ーー歌詞には〈真っ白にこの街が染まる頃 二人は何をしてるかな?〉というフレーズがあって。少し先の未来、冬の自分たちのことにも思いをはせているから、そこで冬の星座である“オリオン”というワードが効いてくる感じもありますよね。

FUKI:うんうん。そのフレーズが入った2番のAメロが個人的に一番気に入ってるんですよ。私はいつも「今が大事」っていう気持ちで曲作りをしているけど、恋をしてると少し先の未来を考えてしまうことって絶対あるじゃないですか。「明日一緒に帰れるかな」とか「クリスマスは一緒にいられるかな」とか。特に夏の終わりにはそういうことをより考えがちだと思うし。なので今回はそういった要素を絶対入れたいなって思ってたんですよね。

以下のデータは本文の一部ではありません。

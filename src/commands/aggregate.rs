//! The `agg` command: run the polling loop until Ctrl-C.

use std::io::Write;
use std::time::Duration;

use tracing::{info, warn};

use super::AppState;
use crate::feed::{start_aggregator, FeedFetcher, FetchScheduler, SqliteFeedStore};
use crate::{GatorError, Result};

pub(super) async fn run<W: Write>(state: &AppState, interval: Duration, out: &mut W) -> Result<()> {
    let config = &state.config.aggregator;
    let fetcher = FeedFetcher::new(config)?;
    let store = SqliteFeedStore::new(state.db.pool().clone());
    let scheduler = FetchScheduler::new(
        store,
        fetcher,
        Duration::from_secs(config.fetch_deadline_secs),
    );

    writeln!(out, "Collecting feeds every {:?}", interval)?;
    out.flush()?;

    let (handle, mut task) = start_aggregator(scheduler, interval);

    tokio::select! {
        signal = tokio::signal::ctrl_c() => {
            match signal {
                Ok(()) => {
                    info!("Shutting down aggregator");
                    handle.shutdown().await;
                }
                Err(e) => warn!("Failed to listen for Ctrl-C: {}", e),
            }
            task.await.map_err(|e| GatorError::Io(std::io::Error::other(e)))?;
        }
        joined = &mut task => {
            joined.map_err(|e| GatorError::Io(std::io::Error::other(e)))?;
        }
    }

    Ok(())
}
//! Error types for gator.

use thiserror::Error;

/// Common error type for gator.
#[derive(Error, Debug)]
pub enum GatorError {
    /// Database error.
    ///
    /// Errors from sqlx are converted into this variant, except unique
    /// constraint violations on insert, which become [`GatorError::Conflict`].
    #[error("database error: {0}")]
    Database(String),

    /// A row with the same unique key already exists.
    #[error("already exists: {0}")]
    Conflict(String),

    /// Fetching or parsing a remote feed failed.
    #[error("fetch failed: {0}")]
    Fetch(String),

    /// I/O error.
    #[error("I/O error: {0}")]
    Io(#[from] std::io::Error),

    /// Validation error for user input.
    #[error("validation error: {0}")]
    Validation(String),

    /// Resource not found.
    #[error("{0} not found")]
    NotFound(String),

    /// Configuration error.
    #[error("configuration error: {0}")]
    Config(String),
}

impl GatorError {
    /// Whether this error is a benign unique-key conflict.
    pub fn is_conflict(&self) -> bool {
        matches!(self, GatorError::Conflict(_))
    }
}

// Conversion from sqlx errors
impl From<sqlx::Error> for GatorError {
    fn from(e: sqlx::Error) -> Self {
        GatorError::Database(e.to_string())
    }
}

/// Map a sqlx error from an INSERT, turning unique violations into conflicts.
pub(crate) fn map_insert_error(e: sqlx::Error, what: &str) -> GatorError {
    match &e {
        sqlx::Error::Database(db_err) if db_err.is_unique_violation() => {
            GatorError::Conflict(what.to_string())
        }
        _ => GatorError::Database(e.to_string()),
    }
}

/// Result type alias for gator operations.
pub type Result<T> = std::result::Result<T, GatorError>;
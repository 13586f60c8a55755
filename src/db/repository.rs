//! User repository for gator.

use chrono::Utc;

use super::user::User;
use super::DbPool;
use crate::datetime::{format_timestamp, parse_timestamp};
use crate::error::map_insert_error;
use crate::{GatorError, Result};

/// Row type for a user from the database.
#[derive(Debug, Clone, sqlx::FromRow)]
struct UserRow {
    id: i64,
    name: String,
    created_at: String,
    updated_at: String,
}

impl From<UserRow> for User {
    fn from(row: UserRow) -> Self {
        User {
            id: row.id,
            name: row.name,
            created_at: parse_timestamp(&row.created_at).unwrap_or_else(Utc::now),
            updated_at: parse_timestamp(&row.updated_at).unwrap_or_else(Utc::now),
        }
    }
}

/// Repository for user operations.
pub struct UserRepository<'a> {
    pool: &'a DbPool,
}

impl<'a> UserRepository<'a> {
    /// Create a new UserRepository with the given pool reference.
    pub fn new(pool: &'a DbPool) -> Self {
        Self { pool }
    }

    /// Create a new user.
    ///
    /// Returns [`GatorError::Conflict`] if the name is taken.
    pub async fn create(&self, name: &str) -> Result<User> {
        let now = format_timestamp(&Utc::now());
        let result = sqlx::query("INSERT INTO users (name, created_at, updated_at) VALUES (?, ?, ?)")
            .bind(name)
            .bind(&now)
            .bind(&now)
            .execute(self.pool)
            .await
            .map_err(|e| map_insert_error(e, &format!("user {name}")))?;

        self.get_by_id(result.last_insert_rowid())
            .await?
            .ok_or_else(|| GatorError::NotFound("user".to_string()))
    }

    /// Get a user by ID.
    pub async fn get_by_id(&self, id: i64) -> Result<Option<User>> {
        let row = sqlx::query_as::<_, UserRow>(
            "SELECT id, name, created_at, updated_at FROM users WHERE id = ?",
        )
        .bind(id)
        .fetch_optional(self.pool)
        .await
        .map_err(|e| GatorError::Database(e.to_string()))?;

        Ok(row.map(User::from))
    }

    /// Get a user by name.
    pub async fn get_by_name(&self, name: &str) -> Result<Option<User>> {
        let row = sqlx::query_as::<_, UserRow>(
            "SELECT id, name, created_at, updated_at FROM users WHERE name = ?",
        )
        .bind(name)
        .fetch_optional(self.pool)
        .await
        .map_err(|e| GatorError::Database(e.to_string()))?;

        Ok(row.map(User::from))
    }

    /// List all users in registration order.
    pub async fn list(&self) -> Result<Vec<User>> {
        let rows = sqlx::query_as::<_, UserRow>(
            "SELECT id, name, created_at, updated_at FROM users ORDER BY id ASC",
        )
        .fetch_all(self.pool)
        .await
        .map_err(|e| GatorError::Database(e.to_string()))?;

        Ok(rows.into_iter().map(User::from).collect())
    }

    /// Delete every user.
    ///
    /// Feeds, follows and posts cascade with their owners.
    pub async fn delete_all(&self) -> Result<u64> {
        let result = sqlx::query("DELETE FROM users")
            .execute(self.pool)
            .await
            .map_err(|e| GatorError::Database(e.to_string()))?;

        Ok(result.rows_affected())
    }
}
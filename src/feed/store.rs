//! Storage seam used by the fetch scheduler and post writer.

use async_trait::async_trait;
use chrono::{DateTime, Utc};

use super::repository::{FeedRepository, PostRepository};
use super::types::{Feed, NewPost, Post};
use crate::db::DbPool;
use crate::Result;

/// The storage operations the ingestion pipeline needs.
#[async_trait]
pub trait FeedStore: Send + Sync {
    /// The feed that has gone longest without a fetch, or `None` if there
    /// are no feeds.
    async fn next_feed_to_poll(&self) -> Result<Option<Feed>>;

    /// Set a feed's `last_fetched_at`.
    async fn mark_fetched(&self, feed_id: i64, fetched_at: DateTime<Utc>) -> Result<Feed>;

    /// Insert a post; a duplicate URL is a [`crate::GatorError::Conflict`].
    async fn insert_post(&self, post: &NewPost) -> Result<Post>;
}

/// [`FeedStore`] backed by the SQLite pool.
#[derive(Debug, Clone)]
pub struct SqliteFeedStore {
    pool: DbPool,
}

impl SqliteFeedStore {
    /// Create a store over the given pool.
    pub fn new(pool: DbPool) -> Self {
        Self { pool }
    }
}

#[async_trait]
impl FeedStore for SqliteFeedStore {
    async fn next_feed_to_poll(&self) -> Result<Option<Feed>> {
        FeedRepository::new(&self.pool).next_to_fetch().await
    }

    async fn mark_fetched(&self, feed_id: i64, fetched_at: DateTime<Utc>) -> Result<Feed> {
        FeedRepository::new(&self.pool)
            .mark_fetched(feed_id, fetched_at)
            .await
    }

    async fn insert_post(&self, post: &NewPost) -> Result<Post> {
        PostRepository::new(&self.pool).insert(post).await
    }
}
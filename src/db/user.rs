//! User model for gator.

use chrono::{DateTime, Utc};

/// A registered user.
#[derive(Debug, Clone, PartialEq)]
pub struct User {
    /// Unique user ID.
    pub id: i64,
    /// User name (unique).
    pub name: String,
    /// Account creation timestamp.
    pub created_at: DateTime<Utc>,
    /// Last update timestamp.
    pub updated_at: DateTime<Utc>,
}
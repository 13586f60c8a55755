//! User commands: register, login, users, reset.

use std::io::Write;

use tracing::info;

use super::AppState;
use crate::db::UserRepository;
use crate::{GatorError, Result};

pub(super) async fn register<W: Write>(state: &mut AppState, name: &str, out: &mut W) -> Result<()> {
    let user = UserRepository::new(state.db.pool()).create(name).await?;
    state.persist_current_user(&user.name)?;

    info!("Registered user {} (id {})", user.name, user.id);
    writeln!(out, "User {} created and logged in", user.name)?;
    Ok(())
}

pub(super) async fn login<W: Write>(state: &mut AppState, name: &str, out: &mut W) -> Result<()> {
    let user = UserRepository::new(state.db.pool())
        .get_by_name(name)
        .await?
        .ok_or_else(|| GatorError::NotFound(format!("user {name}")))?;
    state.persist_current_user(&user.name)?;

    writeln!(out, "Logged in as {}", user.name)?;
    Ok(())
}

pub(super) async fn list<W: Write>(state: &AppState, out: &mut W) -> Result<()> {
    let users = UserRepository::new(state.db.pool()).list().await?;
    let current = state.config.current_user();

    for user in users {
        if Some(user.name.as_str()) == current {
            writeln!(out, "* {} (current)", user.name)?;
        } else {
            writeln!(out, "* {}", user.name)?;
        }
    }
    Ok(())
}

pub(super) async fn reset<W: Write>(state: &AppState, out: &mut W) -> Result<()> {
    let removed = UserRepository::new(state.db.pool()).delete_all().await?;

    info!("Reset database: removed {} user(s)", removed);
    writeln!(out, "Database reset")?;
    Ok(())
}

ーー素敵な歌詞だと思います。ちなみに、この「オリオン」のジャケ写でFUKIさんが着ているTシャツに「UNION」と書かれているのには何か理由があるんですか?

FUKI:それみんなに突っ込まれますね(笑)。これは狙ったわけじゃないんですよ。気づいたら、「あ、“オリオン”と“ユニオン”似てるね」っていう。偶然です(笑)。

ーー了解です(笑)。歌のレコーディングに関してはいかがでしたか?

FUKI:今回の制作はほんとにギリギリだったんですよ。曲を書いてからトラックダウンまでに5日くらいしかなかったから、もう「ヒーッ!」って感じで(笑)。メロディと歌詞がカラダの中に入りきらないままでのレコーディングだからけっこう不安でしたね。でも自信がないまま歌うとそれは声に出てしまうから、その状況を楽しみつつ、めっちゃ集中力を高めて臨みました。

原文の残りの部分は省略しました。